Didin Sirojudin saat itu mengenakan kemeja abu-abu, jeans panjang. Sepasang sneakers hitam menghiasi kakinya. Dia tampak menghela nafas dengan tenang. Langit yang murung saat itu, tak membendung hasratnya untuk mengisahkan tiap bagian perjalanan Teater Tonggak.
Berawal dari rasa peduli dan cinta matinya terhadap seni khususnya teater, pria kelahiran Bandung ini bersama dengan rekan-rekan sehobi, sepakat membentuk komunitas seni teater di Jambi.
Pria berusia 58 tahun ini, populer dengan nama Didin Siroz. Dia sudah menjadi anak teater sejak duduk di bangku sekolah dasar. Kerap bermain teater di saat ada perayaan hari besar Islam seperti Maulid Nabi dan Isra’ Mi’raj di masjid, membuatnya candu.
Sejak saat itu, Didin Siroz terus mengembangkan minatnya hingga ke bangku SMA. Teater “AH” adalah teater sekolah yang cukup terkenal di Kota Bandung.
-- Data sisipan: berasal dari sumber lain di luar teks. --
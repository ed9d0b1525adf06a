pub mod builders;
pub mod fake_backend;

use std::sync::Once;
use tracing_subscriber::{fmt, EnvFilter};

static INIT: Once = Once::new();

/// Initialise tracing for tests.
///
/// - Uses `with_test_writer()`, so logs are captured per-test.
/// - The Rust test harness only prints captured output for **failing** tests
///   (unless you run with `-- --nocapture`).
///
/// Enable levels with e.g.:
/// `RUST_LOG=debug cargo test`
pub fn init_tracing() {
    INIT.call_once(|| {
        let filter =
            EnvFilter::try_from_default_env().unwrap_or_else(|_| EnvFilter::new("info"));

        fmt()
            .with_env_filter(filter)
            .with_test_writer()
            .with_target(true)
            .init();
    });
}

/// Run a future with a 5-second timeout.
pub async fn with_timeout<F, T>(f: F) -> T
where
    F: std::future::Future<Output = T>,
{
    tokio::time::timeout(std::time::Duration::from_secs(5), f)
        .await
        .expect("Test timed out after 5 seconds")
}
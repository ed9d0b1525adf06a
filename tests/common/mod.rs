#![allow(dead_code)]

pub use rundag_test_utils::builders;
pub use rundag_test_utils::fake_backend::RecordingBackend;
pub use rundag_test_utils::{init_tracing, with_timeout};

use rundag::dag::{select_recipe, Scheduler};
use rundag::definition::Justfile;
use rundag::engine::RunOptions;
use rundag::environment::Environment;
use rundag::errors::Result;
use rundag::params::Invocation;

/// Plan `args` (as typed after the binary name) against `justfile`.
pub fn plan(justfile: &Justfile, args: &[&str], options: RunOptions) -> Result<Scheduler> {
    let invocation = Invocation::from_args(args);
    let target = select_recipe(justfile, invocation.recipe.as_deref())?
        .expect("justfile has at least one recipe");
    Scheduler::plan(
        justfile,
        target,
        &invocation,
        &Environment::default(),
        &options,
    )
}
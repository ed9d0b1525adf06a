// src/exec/command.rs

use std::future::Future;
use std::path::PathBuf;
use std::pin::Pin;
use std::process::{ExitStatus, Stdio};

use anyhow::anyhow;
use tokio::process::Command;
use tracing::{debug, info, warn};

use crate::errors::{Result, RundagError};

use super::backend::{CommandBackend, LineOutcome, LineRequest};
use super::interrupt::InterruptFlag;

/// Runs each line as `<shell...> <line>` in `working_dir`.
///
/// Standard streams are inherited, so recipe output reaches the terminal
/// unmodified. A Ctrl-C seen at any point of the run makes the current line,
/// and any line after it, report [`LineOutcome::Interrupted`].
#[derive(Debug, Clone)]
pub struct ShellBackend {
    shell: Vec<String>,
    working_dir: PathBuf,
    interrupt: InterruptFlag,
}

impl ShellBackend {
    /// Backend listening for SIGINT on the current process.
    pub fn new(shell: Vec<String>, working_dir: impl Into<PathBuf>) -> Result<Self> {
        Ok(Self::with_interrupt(shell, working_dir, InterruptFlag::listen()?))
    }

    pub fn with_interrupt(
        shell: Vec<String>,
        working_dir: impl Into<PathBuf>,
        interrupt: InterruptFlag,
    ) -> Self {
        Self {
            shell,
            working_dir: working_dir.into(),
            interrupt,
        }
    }

    fn command(&self, request: &LineRequest) -> Result<Command> {
        let (program, args) = self
            .shell
            .split_first()
            .ok_or_else(|| RundagError::Other(anyhow!("`set shell` names no program")))?;

        let mut cmd = Command::new(program);
        cmd.args(args)
            .arg(&request.command)
            .current_dir(&self.working_dir)
            .env_clear()
            .envs(request.environment.iter())
            .stdin(Stdio::inherit())
            .stdout(Stdio::inherit())
            .stderr(Stdio::inherit())
            .kill_on_drop(true);
        Ok(cmd)
    }

    async fn run(&self, request: LineRequest) -> Result<LineOutcome> {
        if self.interrupt.is_set() {
            warn!(recipe = %request.recipe, "interrupted; not starting line");
            return Ok(LineOutcome::Interrupted);
        }

        let mut cmd = self.command(&request)?;
        debug!(recipe = %request.recipe, command = %request.command, "spawning line");

        let mut child = cmd.spawn().map_err(|source| RundagError::Spawn {
            recipe: request.recipe.clone(),
            program: self.shell.join(" "),
            source,
        })?;

        let mut interrupt = self.interrupt.clone();
        tokio::select! {
            status = child.wait() => {
                let status = status?;
                // A terminal Ctrl-C reaches the child too; let the listener
                // record it before deciding how the line ended.
                tokio::task::yield_now().await;
                if self.interrupt.is_set() || killed_by_sigint(status) {
                    warn!(recipe = %request.recipe, "line ended by interrupt");
                    return Ok(LineOutcome::Interrupted);
                }
                let outcome = outcome_of(status);
                info!(recipe = %request.recipe, ?outcome, "line exited");
                Ok(outcome)
            }
            () = interrupt.triggered() => {
                warn!(recipe = %request.recipe, "interrupted; killing child");
                child.kill().await?;
                Ok(LineOutcome::Interrupted)
            }
        }
    }
}

impl CommandBackend for ShellBackend {
    fn run_line(
        &mut self,
        request: LineRequest,
    ) -> Pin<Box<dyn Future<Output = Result<LineOutcome>> + Send + '_>> {
        Box::pin(self.run(request))
    }
}

fn outcome_of(status: ExitStatus) -> LineOutcome {
    if status.success() {
        return LineOutcome::Success;
    }
    match status.code() {
        Some(code) => LineOutcome::Failed(code),
        None => LineOutcome::Failed(signal_code(status)),
    }
}

#[cfg(unix)]
fn signal_code(status: ExitStatus) -> i32 {
    use std::os::unix::process::ExitStatusExt;
    status.signal().map(|sig| 128 + sig).unwrap_or(1)
}

#[cfg(not(unix))]
fn signal_code(_status: ExitStatus) -> i32 {
    1
}

#[cfg(unix)]
fn killed_by_sigint(status: ExitStatus) -> bool {
    use std::os::unix::process::ExitStatusExt;
    use tokio::signal::unix::SignalKind;
    status.signal() == Some(SignalKind::interrupt().as_raw_value())
}

#[cfg(not(unix))]
fn killed_by_sigint(_status: ExitStatus) -> bool {
    false
}
// src/dag/graph.rs

use std::collections::{HashMap, HashSet};

use crate::definition::{Justfile, RecipeName};

/// In-memory prerequisite graph keyed by recipe name.
///
/// Acyclicity is already checked in `definition::validate`; this only keeps
/// each recipe's direct prerequisites, in declaration order, for planning.
#[derive(Debug, Clone)]
pub struct DagGraph {
    deps: HashMap<RecipeName, Vec<RecipeName>>,
}

impl DagGraph {
    /// Build the graph from a validated [`Justfile`].
    pub fn from_justfile(justfile: &Justfile) -> Self {
        let deps = justfile
            .recipes()
            .iter()
            .map(|recipe| (recipe.name.clone(), recipe.dependencies.clone()))
            .collect();

        Self { deps }
    }

    pub fn dependencies_of(&self, name: &str) -> &[RecipeName] {
        self.deps.get(name).map(Vec::as_slice).unwrap_or_default()
    }

    /// Execution order for `root`: depth-first post-order over
    /// prerequisites, each recipe once, `root` last.
    pub fn linearize(&self, root: &str) -> Vec<RecipeName> {
        let mut order = Vec::new();
        let mut visited = HashSet::new();
        self.visit(root, &mut visited, &mut order);
        order
    }

    fn visit<'a>(
        &'a self,
        name: &'a str,
        visited: &mut HashSet<&'a str>,
        order: &mut Vec<RecipeName>,
    ) {
        if !visited.insert(name) {
            return;
        }
        for dep in self.dependencies_of(name) {
            self.visit(dep, visited, order);
        }
        order.push(name.to_string());
    }
}

#[cfg(test)]
mod tests {
    use super::*;
    use crate::definition::load_str;

    #[test]
    fn linearize_runs_prerequisites_first_once() {
        // d depends on b and c, both depend on a.
        let jf = load_str("a:\nb: a\nc: a\nd: b c\n").unwrap();
        let graph = DagGraph::from_justfile(&jf);
        assert_eq!(graph.linearize("d"), vec!["a", "b", "c", "d"]);
    }

    #[test]
    fn linearize_keeps_declaration_order_of_prerequisites() {
        let jf = load_str("all: lint fmt test\nlint:\nfmt:\ntest: fmt\n").unwrap();
        let graph = DagGraph::from_justfile(&jf);
        assert_eq!(graph.linearize("all"), vec!["lint", "fmt", "test", "all"]);
        assert!(graph.dependencies_of("lint").is_empty());
    }
}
Nama Didin Siroz pun hingga saat ini masih tersimpan rapi di dalam arsip, sebagai siswa yang pernah aktif di Teater SMAN 1 Bandung tersebut.
Melanjutkan D3 jurusan Teater di Akademi Seni Tari (ASTRI), lalu menyambung S1 Penyutradaraan di Sekolah Tinggi Seni Indonesia (STSI), dan lulus sebagai pegawai negeri sipil membuatnya dipindahtugaskan ke Kota Jambi.
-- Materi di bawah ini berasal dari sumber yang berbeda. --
// src/params.rs

//! Parameter resolution.
//!
//! Binds caller-supplied arguments and declared defaults to recipe
//! parameters, and renders command-line templates from the bindings.

use std::collections::BTreeMap;
use std::sync::LazyLock;

use regex::Regex;

use crate::definition::{Justfile, Line, Recipe};
use crate::errors::{Result, RundagError};

/// Resolved name → value mapping.
pub type Bindings = BTreeMap<String, String>;

static OVERRIDE: LazyLock<Regex> = LazyLock::new(|| {
    Regex::new(r"(?s)^([A-Za-z_][A-Za-z0-9_-]*)=(.*)$").expect("override regex is valid")
});

/// One request to run a recipe, as given on the command line.
#[derive(Debug, Clone, Default, PartialEq, Eq)]
pub struct Invocation {
    /// Recipe (or alias) name; `None` selects the default recipe.
    pub recipe: Option<String>,
    /// Positional arguments for the requested recipe.
    pub positional: Vec<String>,
    /// `name=value` arguments. They bind parameters of any recipe in the
    /// plan and override top-level variables.
    pub overrides: BTreeMap<String, String>,
}

impl Invocation {
    pub fn new(recipe: impl Into<String>) -> Self {
        Self {
            recipe: Some(recipe.into()),
            ..Self::default()
        }
    }

    /// Split raw CLI arguments.
    ///
    /// `identifier=value` tokens are overrides wherever they appear; the
    /// first other token names the recipe and the rest are positional.
    pub fn from_args<S: AsRef<str>>(args: &[S]) -> Self {
        let mut invocation = Self::default();
        for arg in args {
            let arg = arg.as_ref();
            if let Some(caps) = OVERRIDE.captures(arg) {
                invocation
                    .overrides
                    .insert(caps[1].to_string(), caps[2].to_string());
            } else if invocation.recipe.is_none() {
                invocation.recipe = Some(arg.to_string());
            } else {
                invocation.positional.push(arg.to_string());
            }
        }
        invocation
    }

    pub fn with_arg(mut self, value: impl Into<String>) -> Self {
        self.positional.push(value.into());
        self
    }

    pub fn with_override(mut self, name: impl Into<String>, value: impl Into<String>) -> Self {
        self.overrides.insert(name.into(), value.into());
        self
    }
}

/// Bind every parameter of `recipe`.
///
/// Per parameter: positional value, else named override, else declared
/// default, else [`RundagError::MissingArgument`]. A variadic parameter
/// takes all remaining positionals joined by a single space.
pub fn resolve_parameters(
    recipe: &Recipe,
    positional: &[String],
    overrides: &BTreeMap<String, String>,
) -> Result<Bindings> {
    if let Some(max) = recipe.max_arguments() {
        if positional.len() > max {
            return Err(RundagError::TooManyArguments {
                recipe: recipe.name.clone(),
                max,
                given: positional.len(),
            });
        }
    }

    let mut remaining = positional.iter();
    let mut bindings = Bindings::new();

    for parameter in &recipe.parameters {
        let supplied = if parameter.kind.is_variadic() {
            let rest: Vec<&str> = remaining.by_ref().map(String::as_str).collect();
            (!rest.is_empty()).then(|| rest.join(" "))
        } else {
            remaining.next().cloned()
        };

        let value = supplied
            .or_else(|| overrides.get(&parameter.name).cloned())
            .or_else(|| parameter.default.clone())
            .or_else(|| {
                (parameter.kind == crate::definition::ParameterKind::Star).then(String::new)
            })
            .ok_or_else(|| RundagError::MissingArgument {
                recipe: recipe.name.clone(),
                parameter: parameter.name.clone(),
            })?;

        bindings.insert(parameter.name.clone(), value);
    }

    Ok(bindings)
}

/// Values of top-level variables, with overrides applied.
pub fn resolve_variables(justfile: &Justfile, overrides: &BTreeMap<String, String>) -> Bindings {
    justfile
        .assignments()
        .iter()
        .map(|a| {
            let value = overrides.get(&a.name).unwrap_or(&a.value);
            (a.name.clone(), value.clone())
        })
        .collect()
}

/// Render one command line. Parameters shadow variables of the same name.
pub fn render_line(
    recipe: &Recipe,
    line: &Line,
    parameters: &Bindings,
    variables: &Bindings,
) -> Result<String> {
    line.template
        .render(|name| {
            parameters
                .get(name)
                .or_else(|| variables.get(name))
                .map(String::as_str)
        })
        .map_err(|name| RundagError::UnknownVariable {
            recipe: recipe.name.clone(),
            name,
        })
}

/// Environment variables a recipe exports on top of the base environment.
///
/// `export` variables, `$` parameters, and with `set export` every variable
/// and parameter.
pub fn recipe_exports(
    justfile: &Justfile,
    recipe: &Recipe,
    parameters: &Bindings,
    variables: &Bindings,
) -> Vec<(String, String)> {
    let export_all = justfile.settings().export;
    let mut exports = Vec::new();

    for assignment in justfile.assignments() {
        if export_all || assignment.export {
            if let Some(value) = variables.get(&assignment.name) {
                exports.push((assignment.name.clone(), value.clone()));
            }
        }
    }
    for parameter in &recipe.parameters {
        if export_all || parameter.export {
            if let Some(value) = parameters.get(&parameter.name) {
                exports.push((parameter.name.clone(), value.clone()));
            }
        }
    }
    exports
}

#[cfg(test)]
mod tests {
    use super::*;
    use crate::definition::load_str;

    fn recipe(src: &str) -> Recipe {
        load_str(src).unwrap().recipes()[0].clone()
    }

    fn args(values: &[&str]) -> Vec<String> {
        values.iter().map(|s| s.to_string()).collect()
    }

    #[test]
    fn from_args_splits_overrides_recipe_and_positionals() {
        let inv = Invocation::from_args(&["mode=fast", "build", "x86", "name=there", "a b"]);
        assert_eq!(inv.recipe.as_deref(), Some("build"));
        assert_eq!(inv.positional, vec!["x86", "a b"]);
        assert_eq!(inv.overrides.get("mode").map(String::as_str), Some("fast"));
        assert_eq!(inv.overrides.get("name").map(String::as_str), Some("there"));
    }

    #[test]
    fn from_args_treats_non_identifier_equals_as_positional() {
        let inv = Invocation::from_args(&["run", "--flag=1"]);
        assert_eq!(inv.positional, vec!["--flag=1"]);
        assert!(inv.overrides.is_empty());
    }

    #[test]
    fn positional_beats_override_beats_default() {
        let r = recipe("greet name=\"world\":\n    echo {{name}}\n");
        let none = BTreeMap::new();
        let over: BTreeMap<_, _> = [("name".to_string(), "there".to_string())].into();

        assert_eq!(resolve_parameters(&r, &[], &none).unwrap()["name"], "world");
        assert_eq!(resolve_parameters(&r, &[], &over).unwrap()["name"], "there");
        assert_eq!(
            resolve_parameters(&r, &args(&["you"]), &over).unwrap()["name"],
            "you"
        );
    }

    #[test]
    fn missing_required_argument() {
        let r = recipe("deploy env:\n    echo {{env}}\n");
        let err = resolve_parameters(&r, &[], &BTreeMap::new()).unwrap_err();
        match err {
            RundagError::MissingArgument { recipe, parameter } => {
                assert_eq!(recipe, "deploy");
                assert_eq!(parameter, "env");
            }
            other => panic!("expected MissingArgument, got {other:?}"),
        }
    }

    #[test]
    fn too_many_arguments() {
        let r = recipe("one a:\n");
        let err = resolve_parameters(&r, &args(&["1", "2"]), &BTreeMap::new()).unwrap_err();
        assert!(matches!(err, RundagError::TooManyArguments { max: 1, given: 2, .. }));
    }

    #[test]
    fn variadics_collect_the_rest() {
        let star = recipe("t first *rest:\n");
        let b = resolve_parameters(&star, &args(&["1", "2", "3"]), &BTreeMap::new()).unwrap();
        assert_eq!(b["first"], "1");
        assert_eq!(b["rest"], "2 3");

        let b = resolve_parameters(&star, &args(&["1"]), &BTreeMap::new()).unwrap();
        assert_eq!(b["rest"], "");

        let plus = recipe("t +rest:\n");
        assert!(matches!(
            resolve_parameters(&plus, &[], &BTreeMap::new()).unwrap_err(),
            RundagError::MissingArgument { .. }
        ));
    }

    #[test]
    fn render_prefers_parameters_over_variables() {
        let jf = load_str("name := \"var\"\ngreet name=\"param\":\n    echo {{name}}\n").unwrap();
        let r = &jf.recipes()[0];
        let params = resolve_parameters(r, &[], &BTreeMap::new()).unwrap();
        let vars = resolve_variables(&jf, &BTreeMap::new());
        assert_eq!(render_line(r, &r.lines[0], &params, &vars).unwrap(), "echo param");
    }

    #[test]
    fn exports_follow_flags_and_settings() {
        let jf = load_str(
            "export A := \"1\"\nB := \"2\"\nt $p=\"x\" q=\"y\":\n    true\n",
        )
        .unwrap();
        let r = &jf.recipes()[0];
        let params = resolve_parameters(r, &[], &BTreeMap::new()).unwrap();
        let vars = resolve_variables(&jf, &BTreeMap::new());
        let exports = recipe_exports(&jf, r, &params, &vars);
        assert_eq!(
            exports,
            vec![
                ("A".to_string(), "1".to_string()),
                ("p".to_string(), "x".to_string())
            ]
        );

        let jf = load_str("set export\nB := \"2\"\nt q=\"y\":\n").unwrap();
        let r = &jf.recipes()[0];
        let params = resolve_parameters(r, &[], &BTreeMap::new()).unwrap();
        let vars = resolve_variables(&jf, &BTreeMap::new());
        assert_eq!(recipe_exports(&jf, r, &params, &vars).len(), 2);
    }
}
// src/exec/backend.rs

//! Pluggable command backend abstraction.

use std::future::Future;
use std::pin::Pin;

use crate::definition::RecipeName;
use crate::environment::Environment;
use crate::errors::Result;

/// One rendered command line to execute.
#[derive(Debug, Clone, PartialEq, Eq)]
pub struct LineRequest {
    pub recipe: RecipeName,
    pub command: String,
    /// Complete environment for the child; nothing is inherited beyond it.
    pub environment: Environment,
}

/// How a single command line ended.
#[derive(Debug, Clone, Copy, PartialEq, Eq)]
pub enum LineOutcome {
    Success,
    /// Non-zero exit, or `128 + signal` when killed by a signal.
    Failed(i32),
    /// Ctrl-C arrived while the line was running; the child was killed.
    Interrupted,
}

/// Trait abstracting how command lines are executed.
///
/// Production code uses [`ShellBackend`](super::ShellBackend); tests can
/// provide an implementation that records requests without spawning
/// processes.
pub trait CommandBackend: Send {
    /// Run `request` to completion.
    ///
    /// `Err` is reserved for failures to run at all (e.g. the shell could
    /// not be spawned); a command that ran and failed is
    /// `Ok(LineOutcome::Failed(_))`.
    fn run_line(
        &mut self,
        request: LineRequest,
    ) -> Pin<Box<dyn Future<Output = Result<LineOutcome>> + Send + '_>>;
}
Dari tahun 1993 Didin Siroz mengamati perkembangan seni teater di Jambi, ia menemukan bahwa komunitas teater di kota ini sangat minim dan kurang diminati. Tepat pada tanggal 30 April 1999, ia bersama rekan-rekan pelaku seni yakni, Ahmad Rodi (alm) Mang Aloy, Nanang Sunariya, Edi Kuncoro, Raden Irwansyah, Ide Bagus Putra, dan Jefri ADP, sepakat mendirikan sebuah komunitas teater yang diberi nama Teater Tonggak. (bersambung)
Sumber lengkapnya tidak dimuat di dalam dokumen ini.